Dadlands: The thirteenth month

Tuy Hoa is where my Dad reached the end of his Vietnam tour.

I’m finished!!!!!! I’m so happy and relieved I’m going to burst with joy. It’s so great to be alive! -- August 5, 1968, Tuy Hoa


Apparently, it's common for soldiers in a war zone to grow increasingly anxious about the possibility of death as the end of their tour approaches. That's what happened to my Dad. He expected to get the traditional soft assignment to Bangkok for his last couple of weeks. Instead he got sent back into the thick of things.

I was so darned scared and pessimistic when I found out I was coming here rather than Bangkok.
The easiest part of it was the flying. The hardest part was thinking about flying. I couldn’t think of being with you and the kids without thinking of the awful pain if I didn’t come back.

The North Vietnamese have been getting more and bigger guns.
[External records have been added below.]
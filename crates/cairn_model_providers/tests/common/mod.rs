//! Checks run against live provider endpoints.

#![allow(dead_code, reason = "each test binary uses a different subset of helpers")]

use std::future::Future;
use std::sync::Once;

use cairn_models::llm::{GenerationError, GenerationRequest, Llm, Message};
use schemars::JsonSchema;
use serde::Deserialize;

static ENV: Once = Once::new();

/// Loads `.env` into the process environment the first time it is called.
pub fn init_env() {
    ENV.call_once(|| {
        dotenvy::dotenv().ok();
    });
}

/// One tool call proposed by the model.
#[derive(Debug, Deserialize, JsonSchema)]
pub struct PlannedCall {
    pub name: String,
    pub arg_data: String,
}

/// A reasoning turn in the shape agents ask for.
#[derive(Debug, Deserialize, JsonSchema)]
pub struct Plan {
    pub thought: String,
    pub actions: Vec<PlannedCall>,
}

/// Live checks a provider must pass before an agent can drive it.
pub trait LiveChecks {
    /// Plain completion containing an expected word.
    fn plain_reply(&self) -> impl Future<Output = ()> + Send;

    /// A replayed conversation where the answer depends on an earlier turn.
    fn remembers_replayed_turns(&self) -> impl Future<Output = ()> + Send;

    /// Structured output matching the agent's reasoning shape.
    fn structured_plan(&self) -> impl Future<Output = ()> + Send;

    /// Streamed chunks concatenate to the final text.
    fn streamed_chunks_match(&self) -> impl Future<Output = ()> + Send;

    /// A model id the backend rejects surfaces as an error.
    fn unknown_model_fails(&self) -> impl Future<Output = ()> + Send;
}

impl LiveChecks for Llm {
    async fn plain_reply(&self) {
        let reply = self
            .generate(GenerationRequest::new(vec![Message::user(
                "Reply with the single word 'pong'.",
            )]))
            .await
            .expect("generation should succeed");

        assert!(
            reply.text().to_lowercase().contains("pong"),
            "unexpected reply: {}",
            reply.text()
        );
    }

    async fn remembers_replayed_turns(&self) {
        let request = GenerationRequest::new(vec![
            Message::system("Answer in as few words as possible."),
            Message::user("My favourite colour is teal. Just acknowledge."),
            Message::assistant("Noted."),
            Message::user("What is my favourite colour?"),
        ]);

        let reply = self.generate(request).await.expect("generation should succeed");
        assert!(
            reply.text().to_lowercase().contains("teal"),
            "earlier turn was lost: {}",
            reply.text()
        );
    }

    async fn structured_plan(&self) {
        let request = GenerationRequest::new(vec![
            Message::system(
                "You can call the tool 'weather' whose argument is a city name. \
                 Plan exactly one call.",
            ),
            Message::user("Is it raining in Oslo?"),
        ]);

        let plan: Plan = self
            .generate_structured(request)
            .await
            .expect("structured generation should succeed");

        assert!(!plan.thought.is_empty());
        assert_eq!(plan.actions.len(), 1, "plan: {plan:?}");
        assert_eq!(plan.actions[0].name, "weather");
        assert!(plan.actions[0].arg_data.contains("Oslo"));
    }

    async fn streamed_chunks_match(&self) {
        let mut streamed = String::new();
        let reply = self
            .generate_streaming(
                GenerationRequest::new(vec![Message::user("List three prime numbers.")]),
                &mut |chunk: &str| streamed.push_str(chunk),
            )
            .await
            .expect("streaming should succeed");

        assert!(!streamed.is_empty(), "no chunks arrived");
        assert_eq!(streamed, reply.text());
    }

    async fn unknown_model_fails(&self) {
        let err = self
            .generate(GenerationRequest::new(vec![Message::user("hi")]))
            .await
            .expect_err("unknown model should be rejected");

        assert!(
            matches!(err, GenerationError::Api { .. } | GenerationError::InvalidResponse(_)),
            "unexpected error: {err:?}"
        );
    }
}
Small arms never worried me but the anti-aircraft weapons they are using are too much for a C-130. And when you are landing or making a drop you are really vulnerable.
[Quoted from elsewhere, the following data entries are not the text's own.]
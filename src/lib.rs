//! A reason-act agent runtime.
//!
//! This facade re-exports the Cairn crates:
//!
//! | Module | Crate | Contents |
//! |--------|-------|----------|
//! | [`agent`] | `cairn_agent` | The agent, its engine, encoder, steppers, hooks |
//! | [`models`] | `cairn_models` | Model provider contract, `Llm` handle, registry |
//! | [`model_providers`] | `cairn_model_providers` | Concrete providers |
//! | [`tools`] | `cairn_tools` | Tool contract, registry, built-in tools |
//! | [`infra`] | `cairn_core` | Logging setup |

pub use cairn_agent as agent;
pub use cairn_core as infra;
pub use cairn_model_providers as model_providers;
pub use cairn_models as models;
pub use cairn_tools as tools;

/// Re-export all common types for easy access.
pub mod prelude {
    pub use cairn_agent::tools::{AgentFactory, AgentTool, QuickQuestionTool, SubAgentStore};
    pub use cairn_agent::{
        Action, ActionObservation, Agent, AgentBuilder, AgentConfig, AgentError, AgentHooks,
        AnswerFormat, BuildError, CompletedTask, Scenario, StepError,
    };
    pub use cairn_core::{LogFormat, LoggingConfig};
    pub use cairn_models::ModelRegistry;
    pub use cairn_models::llm::{GenerationRequest, Llm, LlmProvider, Message, UsageCounter};
    #[cfg(feature = "openai")]
    pub use cairn_model_providers::OpenAiProvider;
    pub use cairn_tools::{FunctionTool, Tool, ToolArgs, ToolError, ToolRegistry};
}
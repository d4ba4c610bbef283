#![allow(dead_code, reason = "each test binary uses a different subset")]

use async_trait::async_trait;
use cairn_models::llm::{
    ChunkSink, GenerationError, GenerationRequest, GenerationResponse, Llm, LlmProvider, Message,
    Usage,
};
use parking_lot::Mutex;
use std::collections::VecDeque;
use std::sync::Arc;

/// A provider that replays canned replies in order and records every request.
///
/// Streaming splits each reply after every space.
#[derive(Default)]
pub struct ScriptedProvider {
    replies: Mutex<VecDeque<String>>,
    requests: Mutex<Vec<GenerationRequest>>,
}

impl ScriptedProvider {
    pub fn new(replies: impl IntoIterator<Item = impl Into<String>>) -> Arc<Self> {
        Arc::new(Self {
            replies: Mutex::new(replies.into_iter().map(Into::into).collect()),
            requests: Mutex::default(),
        })
    }

    pub fn push(&self, reply: impl Into<String>) {
        self.replies.lock().push_back(reply.into());
    }

    pub fn requests(&self) -> Vec<GenerationRequest> {
        self.requests.lock().clone()
    }

    pub fn request(&self, index: usize) -> Vec<Message> {
        self.requests.lock()[index].messages.clone()
    }

    pub fn remaining(&self) -> usize {
        self.replies.lock().len()
    }

    pub fn llm(self: &Arc<Self>) -> Llm {
        Llm::new(self.clone(), "scripted")
    }
}

#[async_trait]
impl LlmProvider for ScriptedProvider {
    async fn generate(
        &self,
        _model: &str,
        request: GenerationRequest,
    ) -> Result<GenerationResponse, GenerationError> {
        self.requests.lock().push(request);
        let content = self
            .replies
            .lock()
            .pop_front()
            .ok_or_else(|| GenerationError::InvalidResponse("script exhausted".to_string()))?;
        Ok(GenerationResponse {
            usage: Usage {
                input_tokens: Some(10),
                output_tokens: Some(content.len() as u64),
                total_tokens: None,
            },
            content,
        })
    }

    async fn generate_streaming(
        &self,
        model: &str,
        request: GenerationRequest,
        sink: &mut ChunkSink<'_>,
    ) -> Result<GenerationResponse, GenerationError> {
        let response = self.generate(model, request).await?;
        for piece in response.content.split_inclusive(' ') {
            sink(piece);
        }
        Ok(response)
    }
}

/// A reasoning reply with no actions.
pub fn done(reasoning: &str) -> String {
    serde_json::json!({ "reasoning": reasoning, "actions": [] }).to_string()
}

/// A structured final answer.
pub fn answer(text: &str) -> String {
    serde_json::json!({ "response": text }).to_string()
}
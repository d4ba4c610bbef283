use crate::scenario::Scenario;
use cairn_tools::{FunctionTool, Tool, ToolArgs, ToolError};
use std::collections::BTreeMap;
use std::sync::Arc;

/// Name of the scenario retriever tool.
pub const INVESTIGATE_SCENARIOS: &str = "investigate_scenarios";

/// Builds the tool that returns the takeaways of the requested scenarios.
///
/// Takes `keys`, a list of scenario keys or a single key. Unknown keys are
/// reported in the output rather than failing the call.
pub fn scenario_tool(scenarios: BTreeMap<String, Scenario>) -> impl Tool {
    let scenarios = Arc::new(scenarios);
    FunctionTool::new(
        INVESTIGATE_SCENARIOS,
        [
            "Get the full details about the provided scenarios.",
            "Should be called when the agent notices that the conversation matches one of the provided scenarios, so the agent can align itself to the desired behaviour.",
            "Need to pass one argument, 'keys', which is a list of string keys matching the scenarios keys specified by the system.",
        ],
        move |args: ToolArgs| {
            let scenarios = Arc::clone(&scenarios);
            async move {
                let keys = args.string_list("keys")?;
                Ok::<_, ToolError>(describe(&scenarios, &keys))
            }
        },
    )
}

fn describe(scenarios: &BTreeMap<String, Scenario>, keys: &[String]) -> String {
    keys.iter()
        .map(|key| match scenarios.get(key) {
            None => format!("No scenario found with key '{key}'"),
            Some(scenario) => {
                let takeaways: Vec<String> =
                    scenario.takeaways.iter().map(|t| format!(" - {t}")).collect();
                format!("Scenario '{key}': {}\n{}", scenario.headline, takeaways.join("\n"))
            }
        })
        .collect::<Vec<_>>()
        .join("\n\n")
}

#[cfg(test)]
mod tests {
    use super::*;
    use serde_json::json;

    fn scenarios() -> BTreeMap<String, Scenario> {
        BTreeMap::from([(
            "refund".to_string(),
            Scenario::new("Customer wants a refund", ["Be polite", "Check the order id"]),
        )])
    }

    #[tokio::test]
    async fn known_and_unknown_keys() {
        let tool = scenario_tool(scenarios());
        let args: ToolArgs = [("keys", json!(["refund", "nope"]))].into_iter().collect();

        let out = tool.call(args).await.unwrap();

        assert_eq!(
            out,
            "Scenario 'refund': Customer wants a refund\n - Be polite\n - Check the order id\n\nNo scenario found with key 'nope'"
        );
    }

    #[tokio::test]
    async fn single_string_key() {
        let tool = scenario_tool(scenarios());
        let args: ToolArgs = [("keys", json!("refund"))].into_iter().collect();

        assert!(tool.call(args).await.unwrap().starts_with("Scenario 'refund'"));
    }

    #[tokio::test]
    async fn keys_are_required() {
        let tool = scenario_tool(scenarios());
        let err = tool.call(ToolArgs::new()).await.unwrap_err();
        assert_eq!(err.to_string(), "must specify 'keys'");

        let args: ToolArgs = [("keys", json!([1]))].into_iter().collect();
        let err = tool.call(args).await.unwrap_err();
        assert_eq!(
            err.to_string(),
            "must specify 'keys' to be a list of strings or a single string"
        );
    }
}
 Statue of a Viet Cong soldier taking a downed US Air Force pilot prisoner, DMZ Museum, Quang Tri
He went on to tell my Mom all the stuff he had hidden from her over the previous 13 months: stories of friends shot down or nearly shot down, and the tale of his own brush with disaster at a small airstrip called Prek Klok. His C-130, carrying 24,000 pounds of high explosives, was ambushed with mortars and gunfire just after landing. Somehow he reversed all the way down the runway toward the incoming mortars and took off again.

When we backed up we created so much dust that we couldn’t see how far we had moved. The airplane feels real strange when you’re backing up at 40 or 50 knots. We stopped and it was evident there still wasn’t enough room so we backed up again. This time it was OK so we poured the power on and I wasn’t sure until we got to 60 knots that we were going to make it. We knocked over a slender pole right at the end of the runway (it shouldn’t have been there anyway) and used every darn inch of it.
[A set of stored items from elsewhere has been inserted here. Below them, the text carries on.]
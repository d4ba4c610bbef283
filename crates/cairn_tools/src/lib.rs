//! Tool framework for Cairn agents.
//!
//! This crate provides the infrastructure for defining, registering, and
//! executing tools that LLM agents can call. A tool is an opaque capability:
//! a unique name, a list of description lines shown to the model, and an
//! async call that turns loosely typed arguments into a text result.
//!
//! # Quick Start
//!
//! ```
//! use cairn_tools::{FunctionTool, ToolArgs, ToolError, ToolRegistry};
//!
//! # tokio_test_block_on(async {
//! let mut registry = ToolRegistry::new();
//! registry.register(FunctionTool::new(
//!     "shout",
//!     ["Upper-cases 'text'."],
//!     |args: ToolArgs| async move { Ok::<_, ToolError>(args.required_str("text")?.to_uppercase()) },
//! ));
//!
//! let mut args = ToolArgs::new();
//! args.insert("text", "hi");
//! let observations = registry.dispatch([("shout".to_string(), args)]).await;
//! assert_eq!(observations, ["HI"]);
//! # });
//! # fn tokio_test_block_on<F: std::future::Future>(f: F) -> F::Output {
//! #     tokio::runtime::Builder::new_current_thread().build().unwrap().block_on(f)
//! # }
//! ```
//!
//! # Architecture
//!
//! - [`Tool`]: trait for executable tools
//! - [`ToolArgs`]: argument map with fallible typed accessors
//! - [`ToolRegistry`]: stores tools by unique name and dispatches calls concurrently
//! - [`FunctionTool`]: closure-backed tool
//! - [`builtin`]: local filesystem, clock, and process tools

pub mod args;
pub mod builtin;
pub mod error;
pub mod function;
pub mod registry;
pub mod tool;

// Re-export core types at crate root.
pub use args::ToolArgs;
pub use error::ToolError;
pub use function::FunctionTool;
pub use registry::{NO_SUCH_TOOL, ToolRegistry};
pub use tool::{Tool, ToolFuture};
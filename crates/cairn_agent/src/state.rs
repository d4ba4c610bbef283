//! Task state threaded through the reason-act loop.

use crate::action::{Action, ActionObservation};
use schemars::JsonSchema;
use serde::{Deserialize, Deserializer, Serialize};

/// Structured reply of a reasoning step.
#[derive(Debug, Clone, PartialEq, Serialize, Deserialize, JsonSchema)]
pub struct ReasoningResponse {
    /// Your thought process for this step.
    pub reasoning: String,
    /// Tools to call now; leave empty once no further actions are needed.
    #[serde(default, deserialize_with = "null_as_empty")]
    #[schemars(with = "Vec<Action>")]
    pub actions: Vec<Action>,
}

/// Structured reply of the final-answer step.
#[derive(Debug, Clone, PartialEq, Eq, Serialize, Deserialize, JsonSchema)]
pub struct AnswerResponse {
    /// The final answer shown to the user.
    pub response: String,
}

/// One iteration of the loop: the model's reasoning and what its actions produced.
///
/// A step without action observations ends the task.
#[derive(Debug, Clone, PartialEq, Serialize, Deserialize)]
pub struct ReasoningStep {
    /// The reasoning text.
    pub reasoning: String,
    /// One entry per requested action, in request order.
    pub action_observations: Vec<ActionObservation>,
}

impl ReasoningStep {
    /// Returns whether the model requested no actions in this step.
    #[must_use]
    pub fn is_terminal(&self) -> bool {
        self.action_observations.is_empty()
    }

    /// Returns the step as the model would have produced it.
    #[must_use]
    pub fn to_response(&self) -> ReasoningResponse {
        ReasoningResponse {
            reasoning: self.reasoning.clone(),
            actions: self
                .action_observations
                .iter()
                .map(|ao| ao.action.clone())
                .collect(),
        }
    }
}

/// The task currently being worked on.
#[derive(Debug, Clone, Default, PartialEq, Serialize, Deserialize)]
pub struct ActiveTask {
    /// The query being answered.
    pub task: String,
    /// Steps taken so far.
    pub steps: Vec<ReasoningStep>,
}

/// A finished task kept in an agent's history.
#[derive(Debug, Clone, PartialEq, Serialize, Deserialize)]
pub struct CompletedTask {
    /// The query that was answered.
    pub task: String,
    /// Every step taken, including the terminal one.
    pub steps: Vec<ReasoningStep>,
    /// The final answer.
    pub response: String,
}

/// Everything a stepper sees: earlier tasks plus the one in progress.
#[derive(Debug, Clone)]
pub struct ExecutionState<'h> {
    /// Completed tasks, oldest first.
    pub history: &'h [CompletedTask],
    /// The task in progress.
    pub active: ActiveTask,
}

impl<'h> ExecutionState<'h> {
    /// Starts a new task on top of `history`.
    #[must_use]
    pub fn new(history: &'h [CompletedTask], task: impl Into<String>) -> Self {
        Self {
            history,
            active: ActiveTask {
                task: task.into(),
                steps: Vec::new(),
            },
        }
    }

    /// Folds the active task into a completed one.
    #[must_use]
    pub fn complete(self, response: impl Into<String>) -> CompletedTask {
        CompletedTask {
            task: self.active.task,
            steps: self.active.steps,
            response: response.into(),
        }
    }
}

fn null_as_empty<'de, D, T>(deserializer: D) -> Result<Vec<T>, D::Error>
where
    D: Deserializer<'de>,
    T: Deserialize<'de>,
{
    Ok(Option::<Vec<T>>::deserialize(deserializer)?.unwrap_or_default())
}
The whole crew got the Distinguished Flying Cross. Mom and all of us kids went to see Dad get his medal in Washington after his return. I've seen the family photos from that day, but until I read his description of the ambush I didn't really know what he had been honored for.

Reading the letters has been a great, if bittersweet, experience. My Mom's letters to him are a corker too, full of great period details like the time her mother took my older sisters out to "see the hippies" on Boston Common.

So, the moral of the story is: SAVE YOUR LETTERS, and archive your e-mail and blogs too. You never know who might find them interesting, even after you're gone. These letters survived only because one of those sisters of mine made a point of putting them in a safe place after Dad died.

Also, I'm very lucky to have a guy who lets me drag him to backwater towns, crummy hotels and deserted airfields just because my father happened to be there 40 years ago. The Dadlands Tour 2010 would not have happened without Chad, who sometimes supported it more ardently than I did.


2 comments:

RMD said...

Trish, your trip following in your dad's footsteps has been fascinating! Thx!

Trish said...

Thanks, Raquel! We become Westerners (and I mean Western Westerners) on July 29! Hope to see you soon after that!